◆ Record excerpts:
_____
//! Shared test fixture
//!
//! Builds a small three-page PDF in memory with lopdf so the test suite
//! carries no binary fixtures. The document has:
//!
//! - three pages of Helvetica text
//! - one URI link annotation on page index 2
//! - an Info dictionary (title, author, subject, creator)
//! - a two-level outline

// Not every test binary uses every helper
#![allow(dead_code)]

use std::io::Write;

use lopdf::content::{Content, Operation};
use lopdf::{dictionary, Object, Stream};

pub const PAGE_COUNT: usize = 3;
pub const LINK_PAGE: usize = 2;
pub const LICENSE_URI: &str = "https://creativecommons.org/licenses/by-nc-sa/4.0/";

pub const TITLE: &str = "Lectern Fixture";
pub const AUTHOR: &str = "Fixture Author";

const PAGE_TEXTS: [&str; PAGE_COUNT] = [
    "Page one: welcome to the fixture.",
    "Page two: more sample content.",
    "Page three: licensed under CC BY-NC-SA 4.0.",
];

/// Serialized fixture PDF
pub fn fixture_bytes() -> Vec<u8> {
    let mut doc = lopdf::Document::with_version("1.5");

    let pages_id = doc.new_object_id();
    let font_id = doc.add_object(dictionary! {
        "Type" => "Font",
        "Subtype" => "Type1",
        "BaseFont" => "Helvetica",
    });
    let resources_id = doc.add_object(dictionary! {
        "Font" => dictionary! { "F1" => font_id },
    });

    let link_annot_id = doc.add_object(dictionary! {
        "Type" => "Annot",
        "Subtype" => "Link",
        "Rect" => vec![72.into(), 680.into(), 300.into(), 704.into()],
        "Border" => vec![0.into(), 0.into(), 0.into()],
        "A" => Object::Dictionary(dictionary! {
            "Type" => "Action",
            "S" => "URI",
            "URI" => Object::string_literal(LICENSE_URI),
        }),
    });

    let mut page_ids = Vec::with_capacity(PAGE_COUNT);
    for (index, text) in PAGE_TEXTS.iter().enumerate() {
        let content = Content {
            operations: vec![
                Operation::new("BT", vec![]),
                Operation::new("Tf", vec!["F1".into(), 18.into()]),
                Operation::new("Td", vec![72.into(), 720.into()]),
                Operation::new("Tj", vec![Object::string_literal(*text)]),
                Operation::new("ET", vec![]),
            ],
        };
        let content_id = doc.add_object(Stream::new(
            dictionary! {},
            content.encode().expect("encode page content"),
        ));

        let mut page = dictionary! {
            "Type" => "Page",
            "Parent" => pages_id,
            "Contents" => content_id,
        };
        if index == LINK_PAGE {
            page.set("Annots", vec![link_annot_id.into()]);
        }
        page_ids.push(doc.add_object(page));
    }

    // Outline: Introduction (child: Getting Started), License
    let outlines_id = doc.new_object_id();
    let intro_id = doc.new_object_id();
    let child_id = doc.new_object_id();
    let license_id = doc.new_object_id();

    doc.objects.insert(
        intro_id,
        Object::Dictionary(dictionary! {
            "Title" => Object::string_literal("Introduction"),
            "Parent" => outlines_id,
            "Next" => license_id,
            "First" => child_id,
            "Last" => child_id,
            "Count" => 1,
            "Dest" => vec![page_ids[0].into(), "Fit".into()],
        }),
    );
    doc.objects.insert(
        child_id,
        Object::Dictionary(dictionary! {
            "Title" => Object::string_literal("Getting Started"),
            "Parent" => intro_id,
            "Dest" => vec![page_ids[1].into(), "Fit".into()],
        }),
    );
    doc.objects.insert(
        license_id,
        Object::Dictionary(dictionary! {
            "Title" => Object::string_literal("License"),
            "Parent" => outlines_id,
            "Prev" => intro_id,
            "Dest" => vec![page_ids[2].into(), "Fit".into()],
        }),
    );
    doc.objects.insert(
        outlines_id,
        Object::Dictionary(dictionary! {
            "Type" => "Outlines",
            "First" => intro_id,
            "Last" => license_id,
            "Count" => 3,
        }),
    );

    let kids: Vec<Object> = page_ids.iter().map(|id| (*id).into()).collect();
    doc.objects.insert(
        pages_id,
        Object::Dictionary(dictionary! {
            "Type" => "Pages",
            "Kids" => kids,
            "Count" => PAGE_COUNT as i64,
            "Resources" => resources_id,
            "MediaBox" => vec![0.into(), 0.into(), 612.into(), 792.into()],
        }),
    );

    let catalog_id = doc.add_object(dictionary! {
        "Type" => "Catalog",
        "Pages" => pages_id,
        "Outlines" => outlines_id,
    });
    doc.trailer.set("Root", catalog_id);

    let info_id = doc.add_object(dictionary! {
        "Title" => Object::string_literal(TITLE),
        "Author" => Object::string_literal(AUTHOR),
        "Subject" => Object::string_literal("Integration testing"),
        "Creator" => Object::string_literal("lectern test suite"),
    });
    doc.trailer.set("Info", info_id);

    let mut buffer = Vec::new();
    doc.save_to(&mut buffer).expect("serialize fixture PDF");
    buffer
}

/// Fixture written to a temp file with a `.pdf` extension
pub fn fixture_file() -> tempfile::NamedTempFile {
    let mut file = tempfile::Builder::new()
        .prefix("lectern-fixture")
        .suffix(".pdf")
        .tempfile()
        .expect("create temp file");
    file.write_all(&fixture_bytes()).expect("write fixture");
    file.flush().expect("flush fixture");
    file
}

/// Substring expected in the extracted text of each page
pub fn page_text_marker(index: usize) -> &'static str {
    match index {
        0 => "Page one",
        1 => "Page two",
        _ => "Page three",
    }
}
_____
◆ Task item:
Please give back only the lines between the first line of the entries and the line with "pub const LINK_PAGE: usize = 2;", both ends included, word for word.

◆ Solution:
//! Shared test fixture
//!
//! Builds a small three-page PDF in memory with lopdf so the test suite
//! carries no binary fixtures. The document has:
//!
//! - three pages of Helvetica text
//! - one URI link annotation on page index 2
//! - an Info dictionary (title, author, subject, creator)
//! - a two-level outline

// Not every test binary uses every helper
#![allow(dead_code)]

use std::io::Write;

use lopdf::content::{Content, Operation};
use lopdf::{dictionary, Object, Stream};

pub const PAGE_COUNT: usize = 3;
pub const LINK_PAGE: usize = 2;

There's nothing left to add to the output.